Gaussian process is the underlying model for an AWGN channel.The probability density function of a Gaussian Distribution is given by

$$p(x) = \frac{1}{ \sigma \sqrt{2 \pi}} e^{ – \frac{(x-\mu)^2}{2 \sigma^2}} \;\;\;\;\;\;\; (1)$$

Generally, in BER derivations, the probability that a Gaussian Random Variable \( X \sim N( \mu, \sigma^2) \) exceeds x_{0} is evaluated as the area of the shaded region as shown in Figure 1.

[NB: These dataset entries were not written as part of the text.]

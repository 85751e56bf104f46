pub mod backfill;
pub mod chat;
pub mod classifier;
pub mod config;
pub mod credentials;
pub mod domain;
pub mod errors;
pub mod indexer;
pub mod relay;
pub mod search;

pub use backfill::{BackfillCursor, BackfillEngine, BackfillReport, PageBudget};
pub use chat::{ChatApi, HistoryPage};
pub use classifier::{classify, BotIdentity, IgnoreReason, Intent, IntentKind, MentionPattern};
pub use credentials::{require_credential, CredentialStore};
pub use domain::envelope::{EventEnvelope, RawEvent};
pub use domain::message::{IndexDocument, MessageEvent, SearchHit};
pub use domain::reply::{ReplyAttachment, ReplyBranding, ReplyPayload};
pub use domain::team::{AccessToken, TeamCredential, TeamId};
pub use errors::{ApplicationError, CredentialError, UpstreamError, VerificationError};
pub use indexer::{BatchOutcome, MessageIndexer};
pub use relay::QueryRelay;
pub use search::{IndexSettings, SearchIndex, SearchQuery};
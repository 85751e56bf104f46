use std::sync::Arc;

use axum::Router;
use sift_core::config::{AppConfig, ConfigError, LoadOptions};
use sift_db::{connect_with_config, migrations, DbPool, SqlTeamCredentialRepository};
use sift_search::{AlgoliaIndexClient, AlgoliaSetupError};
use sift_slack::events::{bridge_dispatcher, EventDispatcher};
use sift_slack::web_api::{SlackClientError, SlackWebClient};
use thiserror::Error;
use tracing::info;

use crate::{health, webhook};

pub struct Application {
    pub config: AppConfig,
    pub db_pool: DbPool,
    pub dispatcher: Arc<EventDispatcher>,
}

impl Application {
    /// Webhook and health routes on one listener.
    pub fn router(&self) -> Router {
        let state = webhook::WebhookState::new(
            self.config.slack.verification_token.clone(),
            self.dispatcher.clone(),
        );
        webhook::router(state).merge(health::router(self.db_pool.clone()))
    }
}

#[derive(Debug, Error)]
pub enum BootstrapError {
    #[error(transparent)]
    Config(#[from] ConfigError),
    #[error("database connection failed: {0}")]
    DatabaseConnect(#[source] sqlx::Error),
    #[error("database migration failed: {0}")]
    Migration(#[source] sqlx::migrate::MigrateError),
    #[error(transparent)]
    SlackClient(#[from] SlackClientError),
    #[error(transparent)]
    SearchClient(#[from] AlgoliaSetupError),
}

pub async fn bootstrap(options: LoadOptions) -> Result<Application, BootstrapError> {
    let config = AppConfig::load(options)?;
    bootstrap_with_config(config).await
}

pub async fn bootstrap_with_config(config: AppConfig) -> Result<Application, BootstrapError> {
    info!(
        event_name = "system.bootstrap.start",
        correlation_id = "bootstrap",
        "starting application bootstrap"
    );

    let db_pool =
        connect_with_config(&config.database).await.map_err(BootstrapError::DatabaseConnect)?;
    info!(
        event_name = "system.bootstrap.database_connected",
        correlation_id = "bootstrap",
        "database connection established"
    );

    migrations::run_pending(&db_pool).await.map_err(BootstrapError::Migration)?;
    info!(
        event_name = "system.bootstrap.migrations_applied",
        correlation_id = "bootstrap",
        "database migrations applied"
    );

    let credentials = Arc::new(SqlTeamCredentialRepository::new(db_pool.clone()));
    let chat = Arc::new(SlackWebClient::from_config(&config.slack)?);
    let index = Arc::new(AlgoliaIndexClient::from_config(&config.search)?);
    let dispatcher = bridge_dispatcher(credentials, chat, index, &config);
    info!(
        event_name = "system.bootstrap.dispatcher_ready",
        correlation_id = "bootstrap",
        handlers = dispatcher.handler_count(),
        backfill_mode = ?config.backfill.mode,
        search_endpoint = %config.search.endpoint(),
        "event dispatcher wired"
    );

    Ok(Application { config, db_pool, dispatcher: Arc::new(dispatcher) })
}

#[cfg(test)]
mod tests {
    use axum::{
        body::Body,
        http::{Request, StatusCode},
    };
    use sift_core::config::{ConfigOverrides, LoadOptions};
    use tower::ServiceExt;

    use crate::bootstrap::bootstrap;

    fn valid_overrides(database_url: &str) -> LoadOptions {
        LoadOptions {
            overrides: ConfigOverrides {
                database_url: Some(database_url.to_owned()),
                slack_verification_token: Some("verify-me".to_owned()),
                search_application_id: Some("APPID".to_owned()),
                search_api_key: Some("admin-key".to_owned()),
                ..ConfigOverrides::default()
            },
            ..LoadOptions::default()
        }
    }

    #[tokio::test]
    async fn bootstrap_fails_fast_without_verification_token() {
        let mut options = valid_overrides("sqlite::memory:");
        options.overrides.slack_verification_token = Some("  ".to_owned());

        let result = bootstrap(options).await;

        let message = result.err().expect("error").to_string();
        assert!(message.contains("slack.verification_token"));
    }

    #[tokio::test]
    async fn bootstrap_migrates_and_serves_both_routes() {
        let app = bootstrap(valid_overrides("sqlite::memory:?cache=shared"))
            .await
            .expect("bootstrap should succeed with valid overrides");

        let (table_count,): (i64,) = sqlx::query_as(
            "SELECT COUNT(*) FROM sqlite_master WHERE type = 'table' AND name = 'team_credential'",
        )
        .fetch_one(&app.db_pool)
        .await
        .expect("count tables");
        assert_eq!(table_count, 1);
        assert_eq!(app.dispatcher.handler_count(), 3);

        let health = app
            .router()
            .oneshot(Request::builder().uri("/health").body(Body::empty()).expect("request"))
            .await
            .expect("health response");
        assert_eq!(health.status(), StatusCode::OK);

        let handshake = app
            .router()
            .oneshot(
                Request::builder()
                    .method("POST")
                    .uri("/slack/events")
                    .body(Body::from(
                        r#"{"token":"verify-me","type":"url_verification","challenge":"c"}"#,
                    ))
                    .expect("request"),
            )
            .await
            .expect("webhook response");
        assert_eq!(handshake.status(), StatusCode::OK);

        app.db_pool.close().await;
    }
}
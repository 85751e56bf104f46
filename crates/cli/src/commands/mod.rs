pub mod backfill;
pub mod config;
pub mod doctor;
pub mod migrate;
pub mod team;

use serde::Serialize;
use sift_core::config::{AppConfig, LoadOptions};
use tokio::runtime::Runtime;

#[derive(Debug, Clone)]
pub struct CommandResult {
    pub exit_code: u8,
    pub output: String,
}

#[derive(Debug, Serialize)]
struct CommandOutcome {
    command: String,
    status: String,
    error_class: Option<String>,
    message: String,
}

impl CommandResult {
    pub fn success(command: &str, message: impl Into<String>) -> Self {
        let payload = CommandOutcome {
            command: command.to_owned(),
            status: "ok".to_owned(),
            error_class: None,
            message: message.into(),
        };
        Self { exit_code: 0, output: serialize_payload(payload) }
    }

    pub fn failure(
        command: &str,
        error_class: &str,
        message: impl Into<String>,
        exit_code: u8,
    ) -> Self {
        let payload = CommandOutcome {
            command: command.to_owned(),
            status: "error".to_owned(),
            error_class: Some(error_class.to_owned()),
            message: message.into(),
        };
        Self { exit_code, output: serialize_payload(payload) }
    }
}

/// Config load shared by every command that touches the database or an API.
pub(crate) fn load_config(command: &str) -> Result<AppConfig, CommandResult> {
    AppConfig::load(LoadOptions::default()).map_err(|error| {
        CommandResult::failure(
            command,
            "config_validation",
            format!("configuration issue: {error}"),
            2,
        )
    })
}

pub(crate) fn runtime(command: &str) -> Result<Runtime, CommandResult> {
    tokio::runtime::Builder::new_current_thread().enable_all().build().map_err(|error| {
        CommandResult::failure(
            command,
            "runtime_init",
            format!("failed to initialize async runtime: {error}"),
            3,
        )
    })
}

fn serialize_payload(payload: CommandOutcome) -> String {
    serde_json::to_string(&payload).unwrap_or_else(|error| {
        format!(
            "{{\"command\":\"unknown\",\"status\":\"error\",\"error_class\":\"serialization\",\"message\":\"{}\"}}",
            error.to_string().replace('\\', "\\\\").replace('"', "\\\"")
        )
    })
}
use axum::{extract::State, http::StatusCode, routing::get, Json, Router};
use chrono::Utc;
use serde::Serialize;
use sift_db::{ping, DbPool};

#[derive(Clone)]
pub struct HealthState {
    db_pool: DbPool,
}

#[derive(Clone, Debug, PartialEq, Eq, Serialize)]
pub struct HealthCheck {
    pub status: &'static str,
    pub detail: String,
}

#[derive(Clone, Debug, PartialEq, Eq, Serialize)]
pub struct HealthResponse {
    pub status: &'static str,
    pub service: HealthCheck,
    pub credential_store: HealthCheck,
    pub checked_at: String,
}

pub fn router(db_pool: DbPool) -> Router {
    Router::new().route("/health", get(health)).with_state(HealthState { db_pool })
}

pub async fn health(State(state): State<HealthState>) -> (StatusCode, Json<HealthResponse>) {
    let credential_store = credential_store_check(&state.db_pool).await;
    let ready = credential_store.status == "ready";

    let payload = HealthResponse {
        status: if ready { "ready" } else { "degraded" },
        service: HealthCheck { status: "ready", detail: "sift-server accepting events".to_owned() },
        credential_store,
        checked_at: Utc::now().to_rfc3339(),
    };

    let status_code = if ready { StatusCode::OK } else { StatusCode::SERVICE_UNAVAILABLE };
    (status_code, Json(payload))
}

async fn credential_store_check(pool: &DbPool) -> HealthCheck {
    match ping(pool).await {
        Ok(()) => {
            HealthCheck { status: "ready", detail: "credential database reachable".to_owned() }
        }
        Err(error) => HealthCheck {
            status: "degraded",
            detail: format!("credential database error: {error}"),
        },
    }
}
use secrecy::{ExposeSecret, SecretString};
use serde::{Deserialize, Serialize};

use crate::errors::ApplicationError;

#[derive(Clone, Debug, PartialEq, Eq, Hash, Serialize, Deserialize)]
pub struct TeamId(pub String);

impl TeamId {
    pub fn as_str(&self) -> &str {
        &self.0
    }

    /// Every team searches its own index, named after the team id.
    pub fn index_name(&self) -> &str {
        &self.0
    }
}

impl std::fmt::Display for TeamId {
    fn fmt(&self, f: &mut std::fmt::Formatter<'_>) -> std::fmt::Result {
        f.write_str(&self.0)
    }
}

#[derive(Clone, Debug)]
pub struct AccessToken(SecretString);

impl AccessToken {
    pub fn new(value: impl Into<String>) -> Self {
        Self(SecretString::from(value.into()))
    }

    pub fn expose(&self) -> &str {
        self.0.expose_secret()
    }

    pub fn is_blank(&self) -> bool {
        self.0.expose_secret().trim().is_empty()
    }
}

#[derive(Clone, Debug)]
pub struct TeamCredential {
    pub team_id: TeamId,
    pub bot_access_token: AccessToken,
    pub user_access_token: AccessToken,
    pub bot_user_id: String,
}

impl TeamCredential {
    pub fn new(
        team_id: impl Into<String>,
        bot_access_token: impl Into<String>,
        user_access_token: impl Into<String>,
        bot_user_id: impl Into<String>,
    ) -> Self {
        Self {
            team_id: TeamId(team_id.into()),
            bot_access_token: AccessToken::new(bot_access_token),
            user_access_token: AccessToken::new(user_access_token),
            bot_user_id: bot_user_id.into(),
        }
    }

    pub fn bot_token(&self) -> Result<&AccessToken, ApplicationError> {
        require_token(&self.bot_access_token, &self.team_id, "bot")
    }

    /// History reads are scoped to a human identity, so backfill uses this token.
    pub fn user_token(&self) -> Result<&AccessToken, ApplicationError> {
        require_token(&self.user_access_token, &self.team_id, "user")
    }
}

fn require_token<'a>(
    token: &'a AccessToken,
    team_id: &TeamId,
    kind: &str,
) -> Result<&'a AccessToken, ApplicationError> {
    if token.is_blank() {
        return Err(ApplicationError::Configuration(format!(
            "missing {kind} access token for team `{team_id}`"
        )));
    }
    Ok(token)
}
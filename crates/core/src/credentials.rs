use async_trait::async_trait;

use crate::domain::team::TeamCredential;
use crate::errors::{ApplicationError, CredentialError};

/// Read-only lookup of per-team install records.
#[async_trait]
pub trait CredentialStore: Send + Sync {
    async fn get(&self, team_id: &str) -> Result<Option<TeamCredential>, CredentialError>;
}

/// Like [`CredentialStore::get`] but turns a missing record into `UnknownTeam`.
pub async fn require_credential(
    store: &dyn CredentialStore,
    team_id: &str,
) -> Result<TeamCredential, ApplicationError> {
    store
        .get(team_id)
        .await?
        .ok_or_else(|| ApplicationError::UnknownTeam { team_id: team_id.to_owned() })
}
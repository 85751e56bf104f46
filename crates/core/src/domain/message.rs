use serde::{Deserialize, Serialize};
use serde_json::{Map, Value};

use crate::errors::ApplicationError;

/// A chat message as delivered by the platform. Fields the bridge does not
/// interpret are kept in `extra` so they reach the index untouched.
#[derive(Clone, Debug, Default, PartialEq, Serialize, Deserialize)]
pub struct MessageEvent {
    #[serde(default, skip_serializing_if = "Option::is_none")]
    pub channel: Option<String>,
    #[serde(default, skip_serializing_if = "Option::is_none")]
    pub ts: Option<String>,
    #[serde(default, skip_serializing_if = "Option::is_none")]
    pub user: Option<String>,
    #[serde(default)]
    pub text: String,
    #[serde(default, skip_serializing_if = "Option::is_none")]
    pub subtype: Option<String>,
    #[serde(flatten)]
    pub extra: Map<String, Value>,
}

impl MessageEvent {
    pub fn is_from(&self, user_id: &str) -> bool {
        self.user.as_deref() == Some(user_id)
    }
}

#[derive(Clone, Debug, PartialEq, Serialize, Deserialize)]
pub struct IndexDocument {
    #[serde(rename = "objectID")]
    pub object_id: String,
    pub channel: String,
    pub ts: String,
    #[serde(default, skip_serializing_if = "Option::is_none")]
    pub user: Option<String>,
    #[serde(default)]
    pub text: String,
    #[serde(flatten)]
    pub extra: Map<String, Value>,
}

impl IndexDocument {
    pub fn object_id_for(channel: &str, ts: &str) -> String {
        format!("{channel}.{ts}")
    }

    /// Builds the document for `message`, taking the channel from the payload
    /// when present and from `origin_channel` otherwise (history pages omit it).
    pub fn from_message(
        message: MessageEvent,
        origin_channel: Option<&str>,
    ) -> Result<Self, ApplicationError> {
        let channel = message
            .channel
            .or_else(|| origin_channel.map(str::to_owned))
            .filter(|channel| !channel.is_empty())
            .ok_or_else(|| {
                ApplicationError::InvalidPayload("message has no channel".to_owned())
            })?;
        let ts = message.ts.filter(|ts| !ts.is_empty()).ok_or_else(|| {
            ApplicationError::InvalidPayload(format!("message in `{channel}` has no ts"))
        })?;

        Ok(Self {
            object_id: Self::object_id_for(&channel, &ts),
            channel,
            ts,
            user: message.user,
            text: message.text,
            extra: message.extra,
        })
    }
}

#[derive(Clone, Debug, PartialEq, Eq, Serialize, Deserialize)]
pub struct SearchHit {
    pub channel: String,
    pub ts: String,
    #[serde(default)]
    pub user: Option<String>,
    #[serde(default)]
    pub text: String,
}

impl SearchHit {
    /// `1500000000.000200` becomes `1500000000000200`, the permalink form.
    pub fn permalink_ts(&self) -> String {
        self.ts.replacen('.', "", 1)
    }

    pub fn whole_seconds(&self) -> &str {
        self.ts.split('.').next().unwrap_or_default()
    }
}

#[cfg(test)]
mod tests {
    use serde_json::json;

    use super::{IndexDocument, MessageEvent, SearchHit};
    use crate::domain::envelope::EventEnvelope;

    #[test]
    fn document_keeps_original_fields_and_derives_object_id() {
        let envelope: EventEnvelope = serde_json::from_value(json!({
            "token": "verify",
            "team_id": "T1",
            "type": "event_callback",
            "event": {
                "type": "message",
                "user": "U1",
                "text": "deploy is done",
                "ts": "1500000000.000200",
                "attachments": [{ "text": "build log" }]
            }
        }))
        .expect("envelope");
        let message = envelope.raw_event.expect("event").message;

        let document = IndexDocument::from_message(message, Some("C1")).expect("document");
        let value = serde_json::to_value(&document).expect("serialize");

        assert_eq!(value["objectID"], "C1.1500000000.000200");
        assert_eq!(value["channel"], "C1");
        assert_eq!(value["type"], "message");
        assert_eq!(value["attachments"][0]["text"], "build log");
    }

    #[test]
    fn payload_channel_wins_over_origin_channel() {
        let message = MessageEvent {
            channel: Some("C9".to_owned()),
            ts: Some("1.2".to_owned()),
            ..MessageEvent::default()
        };

        let document = IndexDocument::from_message(message, Some("C1")).expect("document");
        assert_eq!(document.object_id, "C9.1.2");
    }

    #[test]
    fn message_without_ts_is_rejected() {
        let message = MessageEvent { channel: Some("C1".to_owned()), ..MessageEvent::default() };
        assert!(IndexDocument::from_message(message, None).is_err());
    }

    #[test]
    fn hit_timestamp_forms() {
        let hit = SearchHit {
            channel: "C1".to_owned(),
            ts: "1500000000.000200".to_owned(),
            user: None,
            text: String::new(),
        };

        assert_eq!(hit.permalink_ts(), "1500000000000200");
        assert_eq!(hit.whole_seconds(), "1500000000");
    }
}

Mathematically, the area of the shaded region is evaluated as,

$$ Pr(X \geq x_0) = \int_{x_0}^{\infty} p(x) dx = \int_{x_0}^{\infty} \frac{1}{ \sigma \sqrt{2 \pi}} e^{ – \frac{(x-\mu)^2}{2 \sigma^2}} dx \;\;\;\;\;\;\; (2)$$

The above probability density function given inside the above integral cannot be integrated in closed form. So by change of variables method, we substitute

$$ y = \frac{x-\mu}{\sigma} \;\;\;\;\;\;\; (3)$$

Then equation (3) can be re-written as,

$$Pr\left( y > \frac{x_0-\mu}{\sigma} \right ) = \int_{ \left( \frac{x_{0} -\mu}{\sigma}\right)}^{\infty} \frac{1}{ \sqrt{2 \pi}} e^{- \frac{y^2}{2}} dy \;\;\;\;\;\;\; (3)$$

Here the function inside the integral is a normalized gaussian probability density function \( Y \sim N( 0, 1)\), normalized to mean=0 and standard deviation=1.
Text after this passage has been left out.